▶ _Exercise instructions_
Each entry is to be restated word for word, with nothing omitted.

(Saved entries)
=== Begin Enclosure ===

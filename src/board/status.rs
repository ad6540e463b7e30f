//! Game-state classification: attacks, check, checkmate, stalemate,
//! castling eligibility and draw conditions.

use std::fmt;

use super::attack_tables::{BISHOP_DIRECTIONS, KING_TARGETS, KNIGHT_TARGETS, ROOK_DIRECTIONS};
use super::state::{KINGSIDE_ROOK_COL, QUEENSIDE_ROOK_COL};
use super::{Board, Color, Piece, PieceKind, Square};

/// Outcome of a position for the side to move.
#[derive(Clone, Copy, Debug, PartialEq, Eq)]
pub enum GameStatus {
    Ongoing,
    Check,
    Checkmate,
    Stalemate,
    Draw(DrawReason),
}

#[derive(Clone, Copy, Debug, PartialEq, Eq)]
pub enum DrawReason {
    FiftyMoveRule,
    InsufficientMaterial,
}

impl GameStatus {
    /// Returns true when no further play is possible.
    #[must_use]
    pub const fn is_game_over(self) -> bool {
        !matches!(self, GameStatus::Ongoing | GameStatus::Check)
    }
}

impl fmt::Display for GameStatus {
    fn fmt(&self, f: &mut fmt::Formatter<'_>) -> fmt::Result {
        match self {
            GameStatus::Ongoing => write!(f, "ongoing"),
            GameStatus::Check => write!(f, "check"),
            GameStatus::Checkmate => write!(f, "checkmate"),
            GameStatus::Stalemate => write!(f, "stalemate"),
            GameStatus::Draw(DrawReason::FiftyMoveRule) => write!(f, "draw by fifty-move rule"),
            GameStatus::Draw(DrawReason::InsufficientMaterial) => {
                write!(f, "draw by insufficient material")
            }
        }
    }
}

impl Board {
    /// Square of `color`'s king, if it is on the board.
    #[must_use]
    pub fn king_square(&self, color: Color) -> Option<Square> {
        self.pieces(color)
            .find(|p| p.kind == PieceKind::King)
            .map(|p| p.square)
    }

    /// Returns true if any piece of `by` attacks `target`.
    ///
    /// Works backwards from the target with the same patterns the move
    /// generator uses, so it never consults the legality filter. Pawns attack
    /// their forward diagonals whether or not those squares are occupied.
    #[must_use]
    pub fn is_square_attacked(&self, target: Square, by: Color) -> bool {
        let is_attacker = |sq: Square, kinds: &[PieceKind]| {
            self.piece_at(sq)
                .is_some_and(|p| p.color == by && kinds.contains(&p.kind))
        };

        let back = -by.pawn_direction();
        if [-1, 1]
            .into_iter()
            .filter_map(|d_col| target.offset(back, d_col))
            .any(|sq| is_attacker(sq, &[PieceKind::Pawn]))
        {
            return true;
        }

        if KNIGHT_TARGETS[target.index()]
            .iter()
            .any(|&sq| is_attacker(sq, &[PieceKind::Knight]))
        {
            return true;
        }

        if KING_TARGETS[target.index()]
            .iter()
            .any(|&sq| is_attacker(sq, &[PieceKind::King]))
        {
            return true;
        }

        let slides = |dirs: &[(isize, isize)], kinds: &[PieceKind]| {
            dirs.iter().any(|&(dr, dc)| {
                self.first_blocker(target, dr, dc)
                    .is_some_and(|p| p.color == by && kinds.contains(&p.kind))
            })
        };
        slides(&ROOK_DIRECTIONS, &[PieceKind::Rook, PieceKind::Queen])
            || slides(&BISHOP_DIRECTIONS, &[PieceKind::Bishop, PieceKind::Queen])
    }

    /// Returns true if `color`'s king is attacked.
    ///
    /// A color with no pieces at all is never in check.
    ///
    /// # Panics
    /// Panics if `color` has pieces but no king: the position is corrupt and
    /// any answer would misreport the game.
    #[must_use]
    pub fn is_in_check(&self, color: Color) -> bool {
        match self.king_square(color) {
            Some(king_sq) => self.is_square_attacked(king_sq, color.opponent()),
            None if self.pieces(color).next().is_none() => false,
            None => panic!("board invariant violated: {color} has pieces but no king"),
        }
    }

    /// In check with no legal move.
    #[must_use]
    pub fn is_checkmate(&self, color: Color) -> bool {
        self.is_in_check(color) && !self.has_legal_move(color)
    }

    /// Not in check, yet no legal move.
    #[must_use]
    pub fn is_stalemate(&self, color: Color) -> bool {
        !self.is_in_check(color) && !self.has_legal_move(color)
    }

    /// Returns true if `king` may castle with `rook`.
    ///
    /// Both must be unmoved pieces of one color standing on this board, all
    /// squares strictly between them empty, and none of the squares the king
    /// occupies or crosses (start, middle, end) attacked by the opponent.
    #[must_use]
    pub fn can_castle(&self, king: &Piece, rook: &Piece) -> bool {
        if king.kind != PieceKind::King
            || rook.kind != PieceKind::Rook
            || king.has_moved
            || rook.has_moved
            || king.color != rook.color
            || king.square.row() != rook.square.row()
        {
            return false;
        }
        if self.piece_at(king.square) != Some(*king) || self.piece_at(rook.square) != Some(*rook) {
            return false;
        }

        let row = king.square.row();
        let (king_col, rook_col) = (king.square.col(), rook.square.col());
        let (low, high) = (king_col.min(rook_col), king_col.max(rook_col));
        if (low + 1..high).any(|col| !self.is_empty(Square::at(row, col))) {
            return false;
        }

        let step = if rook_col > king_col { 1 } else { -1 };
        let enemy = king.color.opponent();
        (0..=2).all(|i| {
            king.square
                .offset(0, step * i)
                .is_some_and(|sq| !self.is_square_attacked(sq, enemy))
        })
    }

    /// Castling targets for `king`: king side first, then queen side.
    #[must_use]
    pub fn castling_destinations(&self, king: &Piece) -> Vec<Square> {
        let row = king.square.row();
        let mut targets = Vec::with_capacity(2);
        for (rook_col, step) in [(KINGSIDE_ROOK_COL, 2), (QUEENSIDE_ROOK_COL, -2)] {
            let Some(rook) = self.piece_at(Square::at(row, rook_col)) else {
                continue;
            };
            if self.can_castle(king, &rook) {
                if let Some(to) = king.square.offset(0, step) {
                    targets.push(to);
                }
            }
        }
        targets
    }

    /// Classify the position for the side to move.
    #[must_use]
    pub fn status(&self) -> GameStatus {
        let color = self.side_to_move;
        let in_check = self.is_in_check(color);
        let can_move = self.has_legal_move(color);
        match (in_check, can_move) {
            (true, false) => GameStatus::Checkmate,
            (false, false) => GameStatus::Stalemate,
            _ if self.is_fifty_move_draw() => GameStatus::Draw(DrawReason::FiftyMoveRule),
            _ if self.is_insufficient_material() => {
                GameStatus::Draw(DrawReason::InsufficientMaterial)
            }
            (true, true) => GameStatus::Check,
            (false, true) => GameStatus::Ongoing,
        }
    }

    /// One hundred half-moves without a pawn move or capture.
    #[must_use]
    pub fn is_fifty_move_draw(&self) -> bool {
        self.halfmove_clock >= 100
    }

    /// Neither side can possibly deliver mate: bare kings, a single minor
    /// piece, or only bishops that all stand on one square color.
    #[must_use]
    pub fn is_insufficient_material(&self) -> bool {
        let mut knights = 0;
        let mut bishop_shades = Vec::new();
        for piece in Color::BOTH.iter().flat_map(|&c| self.pieces(c)) {
            match piece.kind {
                PieceKind::King => {}
                PieceKind::Knight => knights += 1,
                PieceKind::Bishop => {
                    bishop_shades.push((piece.square.row() + piece.square.col()) % 2);
                }
                PieceKind::Pawn | PieceKind::Rook | PieceKind::Queen => return false,
            }
        }

        match (knights, bishop_shades.len()) {
            (0, 0) | (1, 0) | (0, 1) => true,
            (0, _) => bishop_shades.windows(2).all(|w| w[0] == w[1]),
            _ => false,
        }
    }
}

=== End Enclosure ===

▶ _Answer box_
filename src/board/status.rs
repository ad6540e463b7e30f
//! Game-state classification: attacks, check, checkmate, stalemate,
//! castling eligibility and draw conditions.

use std::fmt;

use super::attack_tables::{BISHOP_DIRECTIONS, KING_TARGETS, KNIGHT_TARGETS, ROOK_DIRECTIONS};
use super::state::{KINGSIDE_ROOK_COL, QUEENSIDE_ROOK_COL};
use super::{Board, Color, Piece, PieceKind, Square};

/// Outcome of a position for the side to move.
#[derive(Clone, Copy, Debug, PartialEq, Eq)]
pub enum GameStatus {
    Ongoing,
    Check,
    Checkmate,
    Stalemate,
    Draw(DrawReason),
}

#[derive(Clone, Copy, Debug, PartialEq, Eq)]
pub enum DrawReason {
    FiftyMoveRule,
    InsufficientMaterial,
}

impl GameStatus {
    /// Returns true when no further play is possible.
    #[must_use]
    pub const fn is_game_over(self) -> bool {
        !matches!(self, GameStatus::Ongoing | GameStatus::Check)
    }
}

impl fmt::Display for GameStatus {
    fn fmt(&self, f: &mut fmt::Formatter<'_>) -> fmt::Result {
        match self {
            GameStatus::Ongoing => write!(f, "ongoing"),
            GameStatus::Check => write!(f, "check"),
            GameStatus::Checkmate => write!(f, "checkmate"),
            GameStatus::Stalemate => write!(f, "stalemate"),
            GameStatus::Draw(DrawReason::FiftyMoveRule) => write!(f, "draw by fifty-move rule"),
            GameStatus::Draw(DrawReason::InsufficientMaterial) => {
                write!(f, "draw by insufficient material")
            }
        }
    }
}

impl Board {
    /// Square of `color`'s king, if it is on the board.
    #[must_use]
    pub fn king_square(&self, color: Color) -> Option<Square> {
        self.pieces(color)
            .find(|p| p.kind == PieceKind::King)
            .map(|p| p.square)
    }

    /// Returns true if any piece of `by` attacks `target`.
    ///
    /// Works backwards from the target with the same patterns the move
    /// generator uses, so it never consults the legality filter. Pawns attack
    /// their forward diagonals whether or not those squares are occupied.
    #[must_use]
    pub fn is_square_attacked(&self, target: Square, by: Color) -> bool {
        let is_attacker = |sq: Square, kinds: &[PieceKind]| {
            self.piece_at(sq)
                .is_some_and(|p| p.color == by && kinds.contains(&p.kind))
        };

        let back = -by.pawn_direction();
        if [-1, 1]
            .into_iter()
            .filter_map(|d_col| target.offset(back, d_col))
            .any(|sq| is_attacker(sq, &[PieceKind::Pawn]))
        {
            return true;
        }

        if KNIGHT_TARGETS[target.index()]
            .iter()
            .any(|&sq| is_attacker(sq, &[PieceKind::Knight]))
        {
            return true;
        }

        if KING_TARGETS[target.index()]
            .iter()
            .any(|&sq| is_attacker(sq, &[PieceKind::King]))
        {
            return true;
        }

        let slides = |dirs: &[(isize, isize)], kinds: &[PieceKind]| {
            dirs.iter().any(|&(dr, dc)| {
                self.first_blocker(target, dr, dc)
                    .is_some_and(|p| p.color == by && kinds.contains(&p.kind))
            })
        };
        slides(&ROOK_DIRECTIONS, &[PieceKind::Rook, PieceKind::Queen])
            || slides(&BISHOP_DIRECTIONS, &[PieceKind::Bishop, PieceKind::Queen])
    }

    /// Returns true if `color`'s king is attacked.
    ///
    /// A color with no pieces at all is never in check.
    ///
    /// # Panics
    /// Panics if `color` has pieces but no king: the position is corrupt and
    /// any answer would misreport the game.
    #[must_use]
    pub fn is_in_check(&self, color: Color) -> bool {
        match self.king_square(color) {
            Some(king_sq) => self.is_square_attacked(king_sq, color.opponent()),
            None if self.pieces(color).next().is_none() => false,
            None => panic!("board invariant violated: {color} has pieces but no king"),
        }
    }

    /// In check with no legal move.
    #[must_use]
    pub fn is_checkmate(&self, color: Color) -> bool {
        self.is_in_check(color) && !self.has_legal_move(color)
    }

    /// Not in check, yet no legal move.
    #[must_use]
    pub fn is_stalemate(&self, color: Color) -> bool {
        !self.is_in_check(color) && !self.has_legal_move(color)
    }

    /// Returns true if `king` may castle with `rook`.
    ///
    /// Both must be unmoved pieces of one color standing on this board, all
    /// squares strictly between them empty, and none of the squares the king
    /// occupies or crosses (start, middle, end) attacked by the opponent.
    #[must_use]
    pub fn can_castle(&self, king: &Piece, rook: &Piece) -> bool {
        if king.kind != PieceKind::King
            || rook.kind != PieceKind::Rook
            || king.has_moved
            || rook.has_moved
            || king.color != rook.color
            || king.square.row() != rook.square.row()
        {
            return false;
        }
        if self.piece_at(king.square) != Some(*king) || self.piece_at(rook.square) != Some(*rook) {
            return false;
        }

        let row = king.square.row();
        let (king_col, rook_col) = (king.square.col(), rook.square.col());
        let (low, high) = (king_col.min(rook_col), king_col.max(rook_col));
        if (low + 1..high).any(|col| !self.is_empty(Square::at(row, col))) {
            return false;
        }

        let step = if rook_col > king_col { 1 } else { -1 };
        let enemy = king.color.opponent();
        (0..=2).all(|i| {
            king.square
                .offset(0, step * i)
                .is_some_and(|sq| !self.is_square_attacked(sq, enemy))
        })
    }

    /// Castling targets for `king`: king side first, then queen side.
    #[must_use]
    pub fn castling_destinations(&self, king: &Piece) -> Vec<Square> {
        let row = king.square.row();
        let mut targets = Vec::with_capacity(2);
        for (rook_col, step) in [(KINGSIDE_ROOK_COL, 2), (QUEENSIDE_ROOK_COL, -2)] {
            let Some(rook) = self.piece_at(Square::at(row, rook_col)) else {
                continue;
            };
            if self.can_castle(king, &rook) {
                if let Some(to) = king.square.offset(0, step) {
                    targets.push(to);
                }
            }
        }
        targets
    }

    /// Classify the position for the side to move.
    #[must_use]
    pub fn status(&self) -> GameStatus {
        let color = self.side_to_move;
        let in_check = self.is_in_check(color);
        let can_move = self.has_legal_move(color);
        match (in_check, can_move) {
            (true, false) => GameStatus::Checkmate,
            (false, false) => GameStatus::Stalemate,
            _ if self.is_fifty_move_draw() => GameStatus::Draw(DrawReason::FiftyMoveRule),
            _ if self.is_insufficient_material() => {
                GameStatus::Draw(DrawReason::InsufficientMaterial)
            }
            (true, true) => GameStatus::Check,
            (false, true) => GameStatus::Ongoing,
        }
    }

    /// One hundred half-moves without a pawn move or capture.
    #[must_use]
    pub fn is_fifty_move_draw(&self) -> bool {
        self.halfmove_clock >= 100
    }

    /// Neither side can possibly deliver mate: bare kings, a single minor
    /// piece, or only bishops that all stand on one square color.
    #[must_use]
    pub fn is_insufficient_material(&self) -> bool {
        let mut knights = 0;
        let mut bishop_shades = Vec::new();
        for piece in Color::BOTH.iter().flat_map(|&c| self.pieces(c)) {
            match piece.kind {
                PieceKind::King => {}
                PieceKind::Knight => knights += 1,
                PieceKind::Bishop => {
                    bishop_shades.push((piece.square.row() + piece.square.col()) % 2);
                }
                PieceKind::Pawn | PieceKind::Rook | PieceKind::Queen => return false,
            }
        }

        match (knights, bishop_shades.len()) {
            (0, 0) | (1, 0) | (0, 1) => true,
            (0, _) => bishop_shades.windows(2).all(|w| w[0] == w[1]),
            _ => false,
        }
    }
}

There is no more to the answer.